**WHAT TO DO**
The answer must be an exact reproduction of all the entries.

**ENTRIES PROVIDED**
== Segment start ==
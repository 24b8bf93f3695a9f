use super::ui;
use crate::core::config::AppConfig;
use crate::core::rates::RateMap;
use crate::fetcher::RateFetcher;
use anyhow::Result;
use comfy_table::Cell;

pub fn display_as_table(rates: &RateMap, base: &str) -> String {
    let mut table = ui::new_styled_table();
    table.set_header(vec![
        ui::header_cell("Code"),
        ui::header_cell(&format!("Rate (per {base})")),
    ]);
    for (code, rate) in rates {
        table.add_row(vec![Cell::new(code), ui::rate_cell(*rate)]);
    }
    table.to_string()
}

/// Fetches and prints the latest rates without touching the catalog.
pub async fn run(config: &AppConfig, fetcher: &RateFetcher) -> Result<()> {
    let settings = config.provider_settings();
    let Some(base) = settings.default_currency() else {
        anyhow::bail!("No default_currency set in configuration");
    };

    let pb = ui::new_spinner("Fetching latest rates...");
    let result = fetcher.get_latest_rates(&settings).await;
    pb.finish_and_clear();
    let rates = result?;

    if rates.is_empty() {
        println!(
            "{}",
            ui::style_text(
                &format!("No rates available against {base}"),
                ui::StyleType::Error
            )
        );
        return Ok(());
    }

    println!(
        "Latest rates: {}\n",
        ui::style_text(&base, ui::StyleType::Title)
    );
    println!("{}", display_as_table(&rates, &base));
    Ok(())
}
== Segment end ==
**ANSWER TO THIS PROBLEM**
repository 24b8bf93f3695a9f
use super::ui;
use crate::core::config::AppConfig;
use crate::core::rates::RateMap;
use crate::fetcher::RateFetcher;
use anyhow::Result;
use comfy_table::Cell;

pub fn display_as_table(rates: &RateMap, base: &str) -> String {
    let mut table = ui::new_styled_table();
    table.set_header(vec![
        ui::header_cell("Code"),
        ui::header_cell(&format!("Rate (per {base})")),
    ]);
    for (code, rate) in rates {
        table.add_row(vec![Cell::new(code), ui::rate_cell(*rate)]);
    }
    table.to_string()
}

/// Fetches and prints the latest rates without touching the catalog.
pub async fn run(config: &AppConfig, fetcher: &RateFetcher) -> Result<()> {
    let settings = config.provider_settings();
    let Some(base) = settings.default_currency() else {
        anyhow::bail!("No default_currency set in configuration");
    };

    let pb = ui::new_spinner("Fetching latest rates...");
    let result = fetcher.get_latest_rates(&settings).await;
    pb.finish_and_clear();
    let rates = result?;

    if rates.is_empty() {
        println!(
            "{}",
            ui::style_text(
                &format!("No rates available against {base}"),
                ui::StyleType::Error
            )
        );
        return Ok(());
    }

    println!(
        "Latest rates: {}\n",
        ui::style_text(&base, ui::StyleType::Title)
    );
    println!("{}", display_as_table(&rates, &base));
    Ok(())
}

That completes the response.